Tuesday, May 6, 2008

‘why the fuck are we all so miserable in the first place?’

Lon takes issue with my question "can money buy you happiness?"
The first thing to say to this is that there's no objective measure of happiness anywhere around here. Nothing to say "members of this group are happy", "the people in this country are unhappy". All we can say is that these people are happy than these people or less happy than they used to be. (Incidentally, there are at least two statistical effects tending to push the data here away from the extremes and towards the middle - see comment on the last post.)
As I only hold knowledge about animal behaviour, I have been taught that to keep animals happy, in order for them to breed in captivity and not suffer from depression, species have to be kept as close to their evolved way of life as possible, especially primates.

I've always wondered just how happy animals really are, especially when you take into account their periods of disease, hunger, death of relatives and friends and so-on. Sadly there is no survey data where they trained dogs to bark a number of times to indicate how happy they were.
This sounds like the sort of thing an evolutionary psychologist would say, though. I'd like to see a fight between an evolutionary psychologist and an economist.

Mark takes up the theme:
Though it's not empirical, quantifiable data (something that would be very difficult to glean in this area), I have seen many documentaries & read a lot of articles of traveling reporters & Humanist scientists who have spent time with remote tribes who insist such people, whilst living a subsistence lifestyle, are the happiest people they have ever met. These people spend their lives working for the direct benefit of a small group of people, hunting, gathering, building, growing.

That's a familiar viewpoint, though as with animals I wonder how accurately it reflects the burdens of disease and early death (particularly in childbirth) in these communities.

Naturally, these societies are not reflected in the Gallup, or any other, polls. This does suggest, however, that rural populations might be happier than urban ones - having a somewhere more traditional lifestyle. That's not something that's obviously borne out in the data, though one interesting theory you could propose is that the reason Easterlin found a paradox and this data is because poor countries have urbanised a great deal since the 1970s. Still, I don't think it's an argument that would stand up to scrutiny.

The point is, what should we be aiming for to make people happier? (If we accept that as a reasonable goal.) Some positive points about increasing incomes there is good evidence of a strong relationship between increasing income and happiness and that it's something people, governments, society and suchlike are experienced thinking about. One of the downsides is that that doesn't necessarily mean they're good at doing it.
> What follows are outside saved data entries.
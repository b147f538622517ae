pub mod codec;
pub mod config;
pub mod error;
pub mod gate;
pub mod handlers;
pub mod pipeline;
pub mod state;
pub mod store;

use axum::extract::DefaultBodyLimit;
use axum::routing::{get, post};
use axum::Router;
use tower_http::cors::CorsLayer;
use tower_http::services::ServeDir;
use tower_http::trace::TraceLayer;

use state::AppState;

/// Build the service router.
///
/// `/health` and `/temp` are open; `/optimize` runs the full request gate
/// inside its handler so the admit/reject order (auth, rate limit,
/// validation) stays explicit and testable.
pub fn app(state: AppState) -> Router {
    // The axum default body cap (2MB) is below the configured upload limit;
    // raise it and leave headroom for multipart framing, the gate enforces
    // the exact file-size cap itself.
    let body_limit = state.config.limits.max_upload_bytes + 64 * 1024;
    let temp_files = ServeDir::new(state.store.dir());

    Router::new()
        .route("/health", get(handlers::health::health))
        .route("/optimize", post(handlers::optimize::optimize))
        .nest_service("/temp", temp_files)
        .layer(DefaultBodyLimit::max(body_limit))
        .layer(CorsLayer::permissive())
        .layer(TraceLayer::new_for_http())
        .with_state(state)
}
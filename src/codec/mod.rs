//! Codec adapter over the `image` and `webp` crates: decode with source
//! format detection, fit-inside resize, and per-format encoding.

pub mod encode;
pub mod format;
pub mod resize;

pub use encode::encode_image;
pub use format::OutputFormat;
pub use resize::{fit_width, resize_to_width};

use image::{DynamicImage, ImageFormat};
use thiserror::Error;

#[derive(Debug, Error)]
pub enum TransformError {
    #[error("empty image payload")]
    EmptyInput,

    #[error("decode failed: {0}")]
    Decode(String),

    #[error("{format} encode failed: {message}")]
    Encode { format: String, message: String },
}

/// Decode an upload into a pixel surface, reporting the detected source
/// format. Detection goes by magic bytes, not the declared MIME type, so a
/// forged content type still fails here.
pub fn decode_image(bytes: &[u8]) -> Result<(DynamicImage, ImageFormat), TransformError> {
    let source = image::guess_format(bytes).map_err(|e| TransformError::Decode(e.to_string()))?;
    let img = image::load_from_memory_with_format(bytes, source)
        .map_err(|e| TransformError::Decode(e.to_string()))?;
    Ok((img, source))
}
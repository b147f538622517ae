// HTTP API Error Types
use axum::{http::StatusCode, response::IntoResponse, Json};
use serde_json::{json, Value};

use crate::codec::TransformError;
use crate::pipeline::Stage;
use crate::store::StoreError;

/// HTTP API error with appropriate status codes and client-friendly messages.
///
/// Every failure in the request pipeline is mapped to exactly one of these
/// kinds at the boundary; nothing is retried and no partial success exists.
#[derive(Debug)]
pub enum ApiError {
    // 400 Bad Request
    MissingFile(String),

    // 401 Unauthorized
    Unauthorized(String),

    // 413 Payload Too Large
    PayloadTooLarge(String),

    // 415 Unsupported Media Type
    UnsupportedMediaType(String),

    // 429 Too Many Requests
    TooManyRequests(String),

    // 500 Internal Server Error
    DecodeFailed(String),
    EncodeFailed(String),
    ArtifactWriteFailed(String),
    InternalError(String),
}

impl ApiError {
    /// Get HTTP status code
    pub fn status_code(&self) -> u16 {
        match self {
            ApiError::MissingFile(_) => 400,
            ApiError::Unauthorized(_) => 401,
            ApiError::PayloadTooLarge(_) => 413,
            ApiError::UnsupportedMediaType(_) => 415,
            ApiError::TooManyRequests(_) => 429,
            ApiError::DecodeFailed(_) => 500,
            ApiError::EncodeFailed(_) => 500,
            ApiError::ArtifactWriteFailed(_) => 500,
            ApiError::InternalError(_) => 500,
        }
    }

    /// Get client-safe error message
    pub fn message(&self) -> &str {
        match self {
            ApiError::MissingFile(msg) => msg,
            ApiError::Unauthorized(msg) => msg,
            ApiError::PayloadTooLarge(msg) => msg,
            ApiError::UnsupportedMediaType(msg) => msg,
            ApiError::TooManyRequests(msg) => msg,
            ApiError::DecodeFailed(msg) => msg,
            ApiError::EncodeFailed(msg) => msg,
            ApiError::ArtifactWriteFailed(msg) => msg,
            ApiError::InternalError(msg) => msg,
        }
    }

    /// Get error code for client handling
    pub fn error_code(&self) -> &'static str {
        match self {
            ApiError::MissingFile(_) => "MISSING_FILE",
            ApiError::Unauthorized(_) => "UNAUTHORIZED",
            ApiError::PayloadTooLarge(_) => "PAYLOAD_TOO_LARGE",
            ApiError::UnsupportedMediaType(_) => "UNSUPPORTED_MEDIA_TYPE",
            ApiError::TooManyRequests(_) => "TOO_MANY_REQUESTS",
            ApiError::DecodeFailed(_) => "DECODE_FAILED",
            ApiError::EncodeFailed(_) => "ENCODE_FAILED",
            ApiError::ArtifactWriteFailed(_) => "ARTIFACT_WRITE_FAILED",
            ApiError::InternalError(_) => "INTERNAL_ERROR",
        }
    }

    /// Convert to JSON response body
    pub fn to_json(&self) -> Value {
        json!({
            "error": true,
            "message": self.message(),
            "code": self.error_code()
        })
    }
}

// Static constructor methods
impl ApiError {
    pub fn missing_file(message: impl Into<String>) -> Self {
        ApiError::MissingFile(message.into())
    }

    pub fn unauthorized(message: impl Into<String>) -> Self {
        ApiError::Unauthorized(message.into())
    }

    pub fn payload_too_large(message: impl Into<String>) -> Self {
        ApiError::PayloadTooLarge(message.into())
    }

    pub fn unsupported_media_type(message: impl Into<String>) -> Self {
        ApiError::UnsupportedMediaType(message.into())
    }

    pub fn too_many_requests(message: impl Into<String>) -> Self {
        ApiError::TooManyRequests(message.into())
    }

    pub fn decode_failed(message: impl Into<String>) -> Self {
        ApiError::DecodeFailed(message.into())
    }

    pub fn encode_failed(message: impl Into<String>) -> Self {
        ApiError::EncodeFailed(message.into())
    }

    pub fn artifact_write_failed(message: impl Into<String>) -> Self {
        ApiError::ArtifactWriteFailed(message.into())
    }

    pub fn internal_error(message: impl Into<String>) -> Self {
        ApiError::InternalError(message.into())
    }
}

// Convert domain error types to ApiError
impl From<TransformError> for ApiError {
    fn from(err: TransformError) -> Self {
        match err {
            TransformError::EmptyInput => ApiError::missing_file("No image file provided"),
            TransformError::Decode(msg) => {
                ApiError::decode_failed(format!("Image optimization failed: {}", msg))
            }
            TransformError::Encode { format, message } => {
                ApiError::encode_failed(format!("{} encode failed: {}", format, message))
            }
        }
    }
}

impl From<StoreError> for ApiError {
    fn from(err: StoreError) -> Self {
        // Log the real I/O error but return a generic message
        tracing::error!("temp artifact write failed: {}", err);
        ApiError::artifact_write_failed("Failed to store optimized image")
    }
}

// Standard error trait implementations
impl std::fmt::Display for ApiError {
    fn fmt(&self, f: &mut std::fmt::Formatter<'_>) -> std::fmt::Result {
        write!(f, "{}", self.message())
    }
}

impl std::error::Error for ApiError {}

// Automatic HTTP response conversion for Axum
impl IntoResponse for ApiError {
    fn into_response(self) -> axum::response::Response {
        let status =
            StatusCode::from_u16(self.status_code()).unwrap_or(StatusCode::INTERNAL_SERVER_ERROR);
        if status.is_server_error() {
            tracing::error!(
                stage = %Stage::Errored,
                code = self.error_code(),
                message = self.message(),
                "request failed"
            );
        } else {
            tracing::warn!(
                stage = %Stage::Errored,
                code = self.error_code(),
                message = self.message(),
                "request rejected"
            );
        }
        (status, Json(self.to_json())).into_response()
    }
}

#[cfg(test)]
mod tests {
    use super::*;

    #[test]
    fn test_status_codes_match_taxonomy() {
        assert_eq!(ApiError::missing_file("x").status_code(), 400);
        assert_eq!(ApiError::unauthorized("x").status_code(), 401);
        assert_eq!(ApiError::payload_too_large("x").status_code(), 413);
        assert_eq!(ApiError::unsupported_media_type("x").status_code(), 415);
        assert_eq!(ApiError::too_many_requests("x").status_code(), 429);
        assert_eq!(ApiError::decode_failed("x").status_code(), 500);
        assert_eq!(ApiError::encode_failed("x").status_code(), 500);
        assert_eq!(ApiError::artifact_write_failed("x").status_code(), 500);
        assert_eq!(ApiError::internal_error("x").status_code(), 500);
    }

    #[test]
    fn test_json_body_shape() {
        let body = ApiError::unauthorized("Unauthorized - Invalid API key").to_json();
        assert_eq!(body["error"], true);
        assert_eq!(body["code"], "UNAUTHORIZED");
        assert_eq!(body["message"], "Unauthorized - Invalid API key");
    }

    #[test]
    fn test_transform_error_mapping() {
        let err: ApiError = TransformError::EmptyInput.into();
        assert_eq!(err.status_code(), 400);
        assert_eq!(err.error_code(), "MISSING_FILE");

        let err: ApiError = TransformError::Decode("bad magic".to_string()).into();
        assert_eq!(err.status_code(), 500);
        assert_eq!(err.error_code(), "DECODE_FAILED");
        assert!(err.message().contains("bad magic"));

        let err: ApiError = TransformError::Encode {
            format: "webp".to_string(),
            message: "boom".to_string(),
        }
        .into();
        assert_eq!(err.error_code(), "ENCODE_FAILED");
    }
}
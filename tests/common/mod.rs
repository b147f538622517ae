#![allow(dead_code)]

use std::path::PathBuf;
use std::process::{Child, Command, Stdio};
use std::sync::OnceLock;
use std::time::{Duration, Instant};

use anyhow::{Context, Result};
use reqwest::StatusCode;

pub const TEST_API_KEY: &str = "test-api-key";

static SERVER: OnceLock<TestServer> = OnceLock::new();

pub struct TestServer {
    pub port: u16,
    pub base_url: String,
    pub temp_dir: PathBuf,
    child: Child,
    // Keeps the artifact directory alive for the server's lifetime
    _temp_guard: tempfile::TempDir,
}

impl TestServer {
    fn spawn(extra_env: &[(&str, &str)]) -> Result<Self> {
        // Pick an unused port for isolation
        let port = portpicker::pick_unused_port().context("failed to pick free port")?;
        let base_url = format!("http://127.0.0.1:{}", port);

        let temp_guard = tempfile::tempdir().context("failed to create temp dir")?;
        let temp_dir = temp_guard.path().to_path_buf();

        let mut cmd = Command::new(env!("CARGO_BIN_EXE_image-optimizer"));
        cmd.env("PORT", port.to_string())
            .env("API_KEY", TEST_API_KEY)
            .env("TEMP_DIR", &temp_dir)
            .stdin(Stdio::null())
            .stdout(Stdio::inherit())
            .stderr(Stdio::inherit());
        for (key, value) in extra_env {
            cmd.env(key, value);
        }

        let child = cmd.spawn().context("failed to spawn server binary")?;

        Ok(Self {
            port,
            base_url,
            temp_dir,
            child,
            _temp_guard: temp_guard,
        })
    }

    pub async fn wait_ready(&self, timeout: Duration) -> Result<()> {
        let client = reqwest::Client::new();
        let deadline = Instant::now() + timeout;
        loop {
            if Instant::now() > deadline {
                break;
            }
            let url = format!("{}/health", self.base_url);
            if let Ok(resp) = client.get(&url).send().await {
                if resp.status() == StatusCode::OK {
                    return Ok(());
                }
            }
            tokio::time::sleep(Duration::from_millis(150)).await;
        }
        anyhow::bail!(
            "server did not become ready on {} within {:?}",
            self.base_url,
            timeout
        )
    }
}

impl Drop for TestServer {
    fn drop(&mut self) {
        let _ = self.child.kill();
    }
}

/// Shared server for tests that only need default configuration.
pub async fn ensure_server() -> Result<&'static TestServer> {
    let server =
        SERVER.get_or_init(|| TestServer::spawn(&[]).expect("failed to spawn server binary"));
    server.wait_ready(Duration::from_secs(10)).await?;
    Ok(server)
}

/// Dedicated server with custom env, for tests that tweak limits.
pub async fn spawn_server_with_env(extra_env: &[(&str, &str)]) -> Result<TestServer> {
    let server = TestServer::spawn(extra_env)?;
    server.wait_ready(Duration::from_secs(10)).await?;
    Ok(server)
}

/// Synthesize a gradient JPEG of the given dimensions.
pub fn sample_jpeg(width: u32, height: u32) -> Vec<u8> {
    encode_sample(width, height, image::ImageFormat::Jpeg)
}

/// Synthesize a gradient PNG of the given dimensions.
pub fn sample_png(width: u32, height: u32) -> Vec<u8> {
    encode_sample(width, height, image::ImageFormat::Png)
}

/// Synthesize a noise PNG; incompressible, useful for size-limit tests.
pub fn noise_png(width: u32, height: u32) -> Vec<u8> {
    let img = image::DynamicImage::ImageRgb8(image::RgbImage::from_fn(width, height, |x, y| {
        let v = x.wrapping_mul(2_654_435_761).wrapping_add(y.wrapping_mul(40_503));
        image::Rgb([(v & 0xFF) as u8, ((v >> 8) & 0xFF) as u8, ((v >> 16) & 0xFF) as u8])
    }));
    let mut buf = std::io::Cursor::new(Vec::new());
    img.write_to(&mut buf, image::ImageFormat::Png)
        .expect("encode sample image");
    buf.into_inner()
}

fn encode_sample(width: u32, height: u32, format: image::ImageFormat) -> Vec<u8> {
    let img = image::DynamicImage::ImageRgb8(image::RgbImage::from_fn(width, height, |x, y| {
        image::Rgb([(x % 256) as u8, (y % 256) as u8, ((x + y) % 256) as u8])
    }));
    let mut buf = std::io::Cursor::new(Vec::new());
    img.write_to(&mut buf, format).expect("encode sample image");
    buf.into_inner()
}

/// Build a multipart form with the upload under the `image` field.
pub fn image_form(bytes: Vec<u8>, mime: &str, filename: &str) -> Result<reqwest::multipart::Form> {
    let part = reqwest::multipart::Part::bytes(bytes)
        .file_name(filename.to_string())
        .mime_str(mime)?;
    Ok(reqwest::multipart::Form::new().part("image", part))
}
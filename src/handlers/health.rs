use axum::{http::StatusCode, response::IntoResponse, Json};
use serde_json::json;

/// GET /health - liveness probe, no auth required
pub async fn health() -> impl IntoResponse {
    (StatusCode::OK, Json(json!({ "status": "ok" })))
}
In other words, it's not a foregone conclusion that effort put into increasing GDP will be more successful than the same amount of effort put into increasing happiness another way. Trying to increase GDP is certainly not the same thing as succeeding... Though that applies to other changes as well. The US experience is salutary. Here's a case where a country has increased its GDP, with the assistance of government policies strongly aimed at this, at the expense of other goals. This success on GDP hasn't made people any happier.

So what should we be doing to make people happier? To start with, none of this is prescriptive at an individual lesson. It's not saying the way to make yourself happy is to go out and try and raise your income. In terms of broader social and political aims, should economic growth (with appropriate environmental caveats) be our primary aim? Or would we be better off using other means?

The question of whether we might benefit from trying tomould our societies more closely to homo sapiens' 'natural state' and/or incorporate more features from tribal societies is one that I'm going to have to leave open.

Interesting as Wolfers and Stevenson's research is, it still leaves these questions wide open for debate. And even the specific argument about happiness is bound to keep running away.